Between 1910 and 1912, the district was actively prospected by Mr. John Sanger, who started the Lotowana Mining Co. and planned to mine 4,000 acres of placer ground on a large scale. The company concentrated its exploration efforts in Rogers Wash, where the average value of the ground was 68 cents per cubic yard, but where the value of some strips was as high as $1.19 to $1.36 per cubic yard.
A dam built by Mr. Sanger across San Domingo Wash failed because the intended reservoir filled with sand and gravel before operations had finished one season. Actual production by the Lotowana Mining Co. is not known.
Since 1912 the records indicate only small-scale operations in the district until the late 1950's. In 1959 the MacDonald Construction Co. recovered gold from gravels that were sorted according to size. Fine gravel (minus 3/16 in. mesh) contained most of the gold; coarser gravel (plus 3/16 in. to minus 3/4 in.) was sent to a nugget trap part of the time.
During the period 1960-62 a dryland dredge, "Geraldine", owned by United Placers Industries, Inc., worked the gravels in the San Domingo district. The operation of this dredge received considerable attention in mining journals; but production records are confidential, and the success of the operation is not known.
The San Domingo district is predominantly a placer-mining district, and there is very little literature available that describes the gold-bearing veins. The origin of the placer gold is said to be from Precambrian and post-Cambrian veins in the area.
Allen, 1922: Location; source; virtually repeats information described by Carter (1912).
Arizona Engineer and Scientist, 1961: Describes dryland dredge; average gold values of placer deposits; mining techniques; size of gold-bearing gravels.
Carter, 1911: Location; describes Rogers Wash; character of gravels; fineness and shape of gold; accessory minerals; distribution of gold in gravels; placer-mining techniques and development.
1912: Drywashing along the Hassayampa River. Locates Rogers Wash; bedrock geology; distribution of gold in gravels; placermining techniques and development.
Dinsmore, 1911a: Location; placer-mining developments; history of placer mining; early production from placer washes; character of placer gravel; grade of gravel.
Engineering and Mining Journal, 1961: Describes dryland dredge "Geraldine"; mining techniques.
Hafer, 1911: Brief description of placer ground.

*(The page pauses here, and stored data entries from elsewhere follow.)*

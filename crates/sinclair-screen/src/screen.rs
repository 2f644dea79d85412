//! The screen buffer: address translation, pixel and attribute access,
//! rendering.

use emu_core::{Observable, Value, parse_number};

use crate::attr::Attr;
use crate::frame::Frame;
use crate::palette::PALETTE;
use crate::{ATTR_COLS, ATTR_ROWS, PIXEL_BYTES, SCREEN_BYTES, SCREEN_HEIGHT, SCREEN_WIDTH};

/// Frame counter bit that drives the FLASH phase (toggles every 32 frames).
const FLASH_PHASE_BIT: u32 = 0x20;

/// Offset of the bitmap byte holding pixel `(x, y)`.
///
/// `H = 010 Y7Y6 Y2Y1Y0`, `L = Y5Y4Y3 X4X3X2X1X0`; the result is `H:L`
/// with the `$40` base removed. Only meaningful for `y < 192`.
#[must_use]
pub fn screen_addr(x: u8, y: u8) -> usize {
    let h = 0x40 | ((y & 0xC0) >> 3) | (y & 0x07);
    let l = ((y & 0x38) << 2) | (x >> 3);
    (usize::from(h - 0x40) << 8) | usize::from(l)
}

/// Offset of the attribute byte for character cell `(col, row)`.
///
/// No bounds check: columns past 31 spill into the following row.
#[must_use]
pub fn attr_addr(col: usize, row: usize) -> usize {
    PIXEL_BYTES + row * ATTR_COLS + col
}

/// [`attr_addr`] for arbitrary caller input: `None` where the sum overflows.
fn attr_offset(col: usize, row: usize) -> Option<usize> {
    row.checked_mul(ATTR_COLS)?
        .checked_add(col)?
        .checked_add(PIXEL_BYTES)
}

/// Bitmap offset and bit mask for an on-screen pixel, `None` off-screen.
fn locate(x: i32, y: i32) -> Option<(usize, u8)> {
    if !(0..SCREEN_WIDTH as i32).contains(&x) || !(0..SCREEN_HEIGHT as i32).contains(&y) {
        return None;
    }
    let (x, y) = (x as u8, y as u8);
    Some((screen_addr(x, y), 0x80 >> (x & 7)))
}

/// ZX Spectrum display memory plus the frame counter that drives FLASH.
pub struct MemoryScreen {
    /// Bitmap (0-6143) followed by attributes (6144-6911).
    memory: [u8; SCREEN_BYTES],
    /// Render calls so far. Only bit 5 matters.
    frame_count: u32,
    /// Reused output of [`MemoryScreen::render`].
    frame: Frame,
}

impl MemoryScreen {
    /// A blank screen: every byte zero, so black ink on black paper.
    #[must_use]
    pub fn new() -> Self {
        Self {
            memory: [0; SCREEN_BYTES],
            frame_count: 0,
            frame: Frame::new(),
        }
    }

    // === Raw memory ===

    /// Write a byte at a screen memory offset (0-6911). Out-of-range
    /// offsets are ignored.
    pub fn poke(&mut self, offset: usize, value: u32) {
        if let Some(byte) = self.memory.get_mut(offset) {
            *byte = value as u8;
        }
    }

    /// Read a byte at a screen memory offset; 0 past the end.
    #[must_use]
    pub fn peek(&self, offset: usize) -> u8 {
        self.memory.get(offset).copied().unwrap_or(0)
    }

    /// The whole 6912-byte image.
    #[must_use]
    pub fn as_bytes(&self) -> &[u8; SCREEN_BYTES] {
        &self.memory
    }

    /// Copy a screen image in from offset 0. Anything beyond 6912 bytes is
    /// ignored; a shorter slice leaves the remaining bytes untouched.
    pub fn load(&mut self, bytes: &[u8]) {
        let len = bytes.len().min(SCREEN_BYTES);
        self.memory[..len].copy_from_slice(&bytes[..len]);
        log::debug!("loaded {len} bytes of screen memory");
    }

    // === Pixels ===

    /// Set pixel `(x, y)`. Off-screen coordinates are a no-op.
    pub fn set_pixel(&mut self, x: i32, y: i32) {
        if let Some((addr, bit)) = locate(x, y) {
            self.memory[addr] |= bit;
        }
    }

    /// Clear pixel `(x, y)`. Off-screen coordinates are a no-op.
    pub fn clear_pixel(&mut self, x: i32, y: i32) {
        if let Some((addr, bit)) = locate(x, y) {
            self.memory[addr] &= !bit;
        }
    }

    /// 1 if pixel `(x, y)` is set, 0 if clear or off-screen.
    #[must_use]
    pub fn get_pixel(&self, x: i32, y: i32) -> u8 {
        match locate(x, y) {
            Some((addr, bit)) => u8::from(self.memory[addr] & bit != 0),
            None => 0,
        }
    }

    // === Attributes ===

    /// Store an attribute byte (low 8 bits of `value`) for cell
    /// `(col, row)`. Coordinates are not validated; a write landing past
    /// the end of screen memory is dropped.
    pub fn set_attr(&mut self, col: usize, row: usize, value: u32) {
        if let Some(offset) = attr_offset(col, row) {
            self.poke(offset, value);
        }
    }

    /// Attribute byte for cell `(col, row)`, same addressing as
    /// [`MemoryScreen::set_attr`].
    #[must_use]
    pub fn attr(&self, col: usize, row: usize) -> u8 {
        attr_offset(col, row).map_or(0, |offset| self.peek(offset))
    }

    /// Zero the bitmap and the attributes.
    pub fn clear_screen(&mut self) {
        self.memory.fill(0);
    }

    /// Set every attribute byte to the low 8 bits of `value`.
    pub fn fill_attrs(&mut self, value: u32) {
        self.memory[PIXEL_BYTES..].fill(value as u8);
    }

    // === Rendering ===

    /// Frames rendered so far.
    #[must_use]
    pub fn frame_count(&self) -> u32 {
        self.frame_count
    }

    /// Position the frame counter, e.g. to render a specific FLASH phase.
    pub fn set_frame_count(&mut self, count: u32) {
        self.frame_count = count;
    }

    /// Whether FLASH cells render inverted on the next frame.
    #[must_use]
    pub fn flash_active(&self) -> bool {
        self.frame_count & FLASH_PHASE_BIT != 0
    }

    /// Render the screen to the internal 256x192 frame and advance the
    /// frame counter.
    pub fn render(&mut self) -> &Frame {
        let flash = self.flash_active();
        Self::paint(&self.memory, flash, &mut self.frame);
        self.advance_frame(flash);
        &self.frame
    }

    /// Render into a caller-owned frame. Counts as a frame like
    /// [`MemoryScreen::render`].
    ///
    /// `frame` must be 256x192, as made by [`Frame::new`].
    pub fn render_into(&mut self, frame: &mut Frame) {
        let flash = self.flash_active();
        Self::paint(&self.memory, flash, frame);
        self.advance_frame(flash);
    }

    /// The most recent output of [`MemoryScreen::render`].
    #[must_use]
    pub fn frame(&self) -> &Frame {
        &self.frame
    }

    fn advance_frame(&mut self, flash: bool) {
        log::trace!("rendered frame {} (flash {flash})", self.frame_count);
        self.frame_count = self.frame_count.wrapping_add(1);
    }

    fn paint(memory: &[u8; SCREEN_BYTES], flash: bool, frame: &mut Frame) {
        for y in 0..SCREEN_HEIGHT as u8 {
            let row = usize::from(y >> 3);
            for col in 0..ATTR_COLS as u8 {
                let bitmap = memory[screen_addr(col * 8, y)];
                let attr = Attr(memory[attr_addr(usize::from(col), row)]);
                let (ink, paper) = attr.colours(flash);

                for bit in 0..8u8 {
                    let x = u32::from(col) * 8 + u32::from(bit);
                    let colour = if bitmap & (0x80 >> bit) != 0 {
                        PALETTE[ink]
                    } else {
                        PALETTE[paper]
                    };
                    frame.put(x, u32::from(y), colour);
                }
            }
        }
    }
}

impl Default for MemoryScreen {
    fn default() -> Self {
        Self::new()
    }
}

impl Observable for MemoryScreen {
    fn query(&self, path: &str) -> Option<Value> {
        if let Some(rest) = path.strip_prefix("memory.") {
            let offset = parse_number(rest)? as usize;
            return (offset < SCREEN_BYTES).then(|| Value::U8(self.memory[offset]));
        }

        if let Some(rest) = path.strip_prefix("pixel.") {
            let (x, y) = rest.split_once('.')?;
            let x = i32::try_from(parse_number(x)?).ok()?;
            let y = i32::try_from(parse_number(y)?).ok()?;
            return Some(self.get_pixel(x, y).into());
        }

        if let Some(rest) = path.strip_prefix("addr.") {
            let (x, y) = rest.split_once('.')?;
            let x = u8::try_from(parse_number(x)?).ok()?;
            let y = u8::try_from(parse_number(y)?).ok()?;
            if u32::from(y) >= SCREEN_HEIGHT {
                return None;
            }
            return Some(Value::U16(screen_addr(x, y) as u16));
        }

        if let Some(rest) = path.strip_prefix("attr.") {
            let mut parts = rest.splitn(3, '.');
            let col = parse_number(parts.next()?)? as usize;
            let row = parse_number(parts.next()?)? as usize;
            if col >= ATTR_COLS || row >= ATTR_ROWS {
                return None;
            }
            let attr = Attr(self.attr(col, row));
            return match parts.next() {
                None => Some(attr.0.into()),
                Some("ink") => Some(attr.ink().into()),
                Some("paper") => Some(attr.paper().into()),
                Some("bright") => Some(attr.bright().into()),
                Some("flash") => Some(attr.flash().into()),
                Some(_) => None,
            };
        }

        match path {
            "frame_count" => Some(self.frame_count.into()),
            "flash" => Some(self.flash_active().into()),
            _ => None,
        }
    }

    fn query_paths(&self) -> &'static [&'static str] {
        &[
            "frame_count",
            "flash",
            "memory.<offset>",
            "pixel.<x>.<y>",
            "addr.<x>.<y>",
            "attr.<col>.<row>",
            "attr.<col>.<row>.ink",
            "attr.<col>.<row>.paper",
            "attr.<col>.<row>.bright",
            "attr.<col>.<row>.flash",
        ]
    }
}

Heikes and Yale, 1913: Describes Rogers Wash; virtually repeats articles by Carter; adds no new information.
Jahns, 1952: Describes pediment gravels; no placer description.
Roseveare, 1961: Placer-mining operations during the period 1959— 61; size of gold-bearing gravel fractions.
Wilson, 1961: Location; history; source of gold; size of nuggets; distribution of gold in gravels; gold values in gravels.